Small makes the same mistake here as he does with Judaism.  What it means to love God, is to love and commit yourself to Him at the exclusion to all other gods and religious systems.   Jesus is not preaching social justice, peace, or charity.  This is a summary of the Ten Commandments.  By loving God with all your heart, soul, and mind you effectively are obeying Commandments 1-4: have no other gods, make and worship no images of God or any other deities, not taking the Lord’s name in vain, and resting on the Sabbath.  When you love your neighbor (Love is defined in 1 Corinthians 4-7) you fulfill the 6th-10th commandments: honor and respect your parents, not murdering, stealing from, or lying about your neighbor, being faithful to your spouse, and not jealously desiring your neighbor’s belongings.

The three world religions I address from Small’s article are by their nature exclusivistic.  Whether one or any of them are correct is irrelevant to this particular discussion.  Judaism, Christianity, and Islam all make very specific claims which are rigidly proclaimed.  Regardless of whether people disagree with a particular understanding does not negate the fact that these religions do not allow for piecemeal adoption and application.  All three demand an exclusive adherence i.e., Judaism and no other; Christianity and no other; Islam and no other.

The approach Small takes is common.  The Oprahfication of religion and spirituality is — in my opinion — more dangerous than atheism.  It gives the impression that it’s all no big deal, that God is as malleable as you desire — which I believe says one doesn’t take God seriously.  Whether God exists or not; what kind of God exists if one does; and what God expects from man is far more important than to reduce God and religion to a sort of spiritual Mr.
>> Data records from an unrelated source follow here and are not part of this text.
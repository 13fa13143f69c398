//! Core types and traits for cfwm
//!
//! This crate provides the session model and store, the message bus,
//! configuration and logging used by all other cfwm components.

pub mod bus;
pub mod config;
pub mod error;
pub mod logging;
pub mod session;

pub use error::{Error, Result};
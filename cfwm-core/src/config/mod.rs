//! Configuration management
//!
//! Handles loading and validation of cfwm configuration from files
//! and environment variables.

pub mod loader;
pub mod schema;
pub mod validate;

pub use loader::ConfigLoader;
pub use schema::*;
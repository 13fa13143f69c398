//! Message bus for decoupled communication
//!
//! The message bus provides a dual-queue system for inbound events and
//! outbound replies, decoupling chat channels from the conversation engine.

pub mod events;
pub mod queue;

pub use events::{
    InboundKind, InboundMessage, InlineButton, InlineKeyboard, MessageFormat, OutboundMessage,
};
pub use queue::MessageBus;
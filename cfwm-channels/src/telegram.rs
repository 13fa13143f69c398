//! Telegram channel integration

use crate::base::{sender_allowed, ChannelError, ChannelHandler, Result};
use async_trait::async_trait;
use cfwm_core::bus::{InboundMessage, InlineKeyboard, MessageFormat, OutboundMessage};
use cfwm_core::config::schema::{TelegramConfig, WebhookConfig};
use once_cell::sync::Lazy;
use regex::Regex;
use std::net::{IpAddr, SocketAddr};
use std::sync::Arc;
use teloxide::dispatching::{Dispatcher, UpdateFilterExt};
use teloxide::prelude::*;
use teloxide::types::{InlineKeyboardButton, InlineKeyboardMarkup, ParseMode, User};
use teloxide::update_listeners::webhooks;
use teloxide::utils::command::BotCommands;
use tokio::sync::mpsc;
use tokio::task::JoinHandle;

/// Commands advertised in the Telegram menu
#[derive(BotCommands, Clone, Debug)]
#[command(rename_rule = "lowercase", description = "Cloudflare Worker Manager commands:")]
enum Command {
    #[command(description = "Open the bot or the main menu")]
    Start,
    #[command(description = "Enter your Cloudflare credentials")]
    Cloudflare,
}

static CODE_BLOCK_RE: Lazy<Regex> =
    Lazy::new(|| Regex::new(r"```[\w]*\n?([\s\S]*?)```").expect("code block regex"));
static ESCAPED_RE: Lazy<Regex> =
    Lazy::new(|| Regex::new(r"\\([\\`*_\[\]~])").expect("escape regex"));
static INLINE_CODE_RE: Lazy<Regex> =
    Lazy::new(|| Regex::new(r"`([^`]+)`").expect("inline code regex"));
static LINK_RE: Lazy<Regex> =
    Lazy::new(|| Regex::new(r"\[([^\]]+)\]\(([^)]+)\)").expect("link regex"));
static DOUBLE_BOLD_RE: Lazy<Regex> =
    Lazy::new(|| Regex::new(r"\*\*(.+?)\*\*").expect("bold regex"));
static BOLD_RE: Lazy<Regex> = Lazy::new(|| Regex::new(r"\*([^*\n]+)\*").expect("bold regex"));
static ITALIC_RE: Lazy<Regex> = Lazy::new(|| Regex::new(r"_([^_\n]+)_").expect("italic regex"));
static STRIKE_RE: Lazy<Regex> = Lazy::new(|| Regex::new(r"~~(.+?)~~").expect("strike regex"));
static BULLET_RE: Lazy<Regex> = Lazy::new(|| Regex::new(r"(?m)^[-*]\s+").expect("bullet regex"));

fn escape_html(text: &str) -> String {
    text.replace('&', "&amp;")
        .replace('<', "&lt;")
        .replace('>', "&gt;")
}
Potato Head — take a general lump of “religion”, and add and subtract the pieces and concepts to your desires.


  1. Marshall Art says:

    I agree. This attitude is by far more insidious than atheism because it seems so logical to anyone with but a shallow understanding of any of the religions. It lifts the burden of the details of any of them by trying to match up what seems to be similarities, so that one can assume a posture of spirituality without truly delving into what it means to follow a specific religious belief. It is really faith in nothing, belief in nothing and worship of nothing more than the self.
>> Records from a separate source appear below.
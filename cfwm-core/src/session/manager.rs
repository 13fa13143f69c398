//! Session store abstraction and the in-memory implementation

use super::store::Session;
use parking_lot::RwLock;
use std::collections::HashMap;

/// Mapping from user identifier to session record.
///
/// There is no removal operation. Callers that mutate a session
/// must not interleave two mutations of the same user; the bot loop achieves
/// this by handling one event at a time.
pub trait SessionStore: Send + Sync {
    /// Get a session if it exists
    fn get(&self, user_id: &str) -> Option<Session>;

    /// Get a session, creating an idle unapproved one if absent
    fn get_or_create(&self, user_id: &str) -> Session;

    /// Store a session under its `user_id`
    fn set(&self, session: Session);

    /// Number of known sessions
    fn len(&self) -> usize;

    /// Whether no session exists yet
    fn is_empty(&self) -> bool {
        self.len() == 0
    }
}

/// Process-lifetime session store
#[derive(Debug, Default)]
pub struct InMemorySessionStore {
    sessions: RwLock<HashMap<String, Session>>,
}

impl InMemorySessionStore {
    /// Create an empty store
    pub fn new() -> Self {
        Self::default()
    }
}

impl SessionStore for InMemorySessionStore {
    fn get(&self, user_id: &str) -> Option<Session> {
        self.sessions.read().get(user_id).cloned()
    }

    fn get_or_create(&self, user_id: &str) -> Session {
        if let Some(session) = self.sessions.read().get(user_id) {
            return session.clone();
        }

        let mut sessions = self.sessions.write();
        sessions
            .entry(user_id.to_string())
            .or_insert_with(|| {
                tracing::debug!(user_id, "Creating session");
                Session::new(user_id)
            })
            .clone()
    }

    fn set(&self, session: Session) {
        self.sessions
            .write()
            .insert(session.user_id.clone(), session);
    }

    fn len(&self) -> usize {
        self.sessions.read().len()
    }
}

#[cfg(test)]
mod tests {
    use super::*;
    use crate::session::store::Step;

    #[test]
    fn test_get_missing_session() {
        let store = InMemorySessionStore::new();
        assert!(store.get("123").is_none());
        assert!(store.is_empty());
    }

    #[test]
    fn test_get_or_create_session() {
        let store = InMemorySessionStore::new();

        let session = store.get_or_create("123");
        assert_eq!(session.user_id, "123");
        assert_eq!(session.step, Step::None);
        assert!(!session.approved);

        // The created session is stored
        assert!(store.get("123").is_some());
        assert_eq!(store.len(), 1);
    }

    #[test]
    fn test_get_or_create_keeps_existing() {
        let store = InMemorySessionStore::new();
        let mut session = store.get_or_create("123");
        session.name = Some("Alice".to_string());
        store.set(session);

        let again = store.get_or_create("123");
        assert_eq!(again.name.as_deref(), Some("Alice"));
        assert_eq!(store.len(), 1);
    }

    #[test]
    fn test_set_isolated_per_user() {
        let store = InMemorySessionStore::new();
        let mut first = store.get_or_create("1");
        let _second = store.get_or_create("2");

        first.enter(Step::InputName);
        store.set(first);

        assert_eq!(store.get("1").unwrap().step, Step::InputName);
        assert_eq!(store.get("2").unwrap().step, Step::None);
    }
}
  2. I agree somewhat with the problem of shallowness that is possible when one just treats faith traditions like an assembly line, to pick and choose what one likes. There is definitely a risk in that.

    On the other hand, truth is truth, right? And all truth is from God, right? That seems logical to me, as far as that goes. But if one finds that the meditative approach of Buddhism, for example, better helps them to center themselves for prayer and seeking the Eternal, is that a bad thing?

    If one finds the simple lifestyle of the Amish best representative of God’s Ways, then that is reasonably a good model for them to embrace God, do you think?

    Where you say…

    no one has all the truth and we have something to learn from other systems.

    I’d wonder if you really disagree? I mean, “No one has all the truth…” That certainly seems to me to be a soundly logical and biblical position to humbly embrace. Do you disagree?

    “We have something to learn from others/other systems…” This, too, seems like a logically and appropriately Christian ideal to which to adhere. You may not like Mormonism (I personally find a great deal of silliness in much of Mormon beliefs), but I would be the first to admit that they at least seem to typically have set a good model as to family and lifestyle choices and I can learn from that.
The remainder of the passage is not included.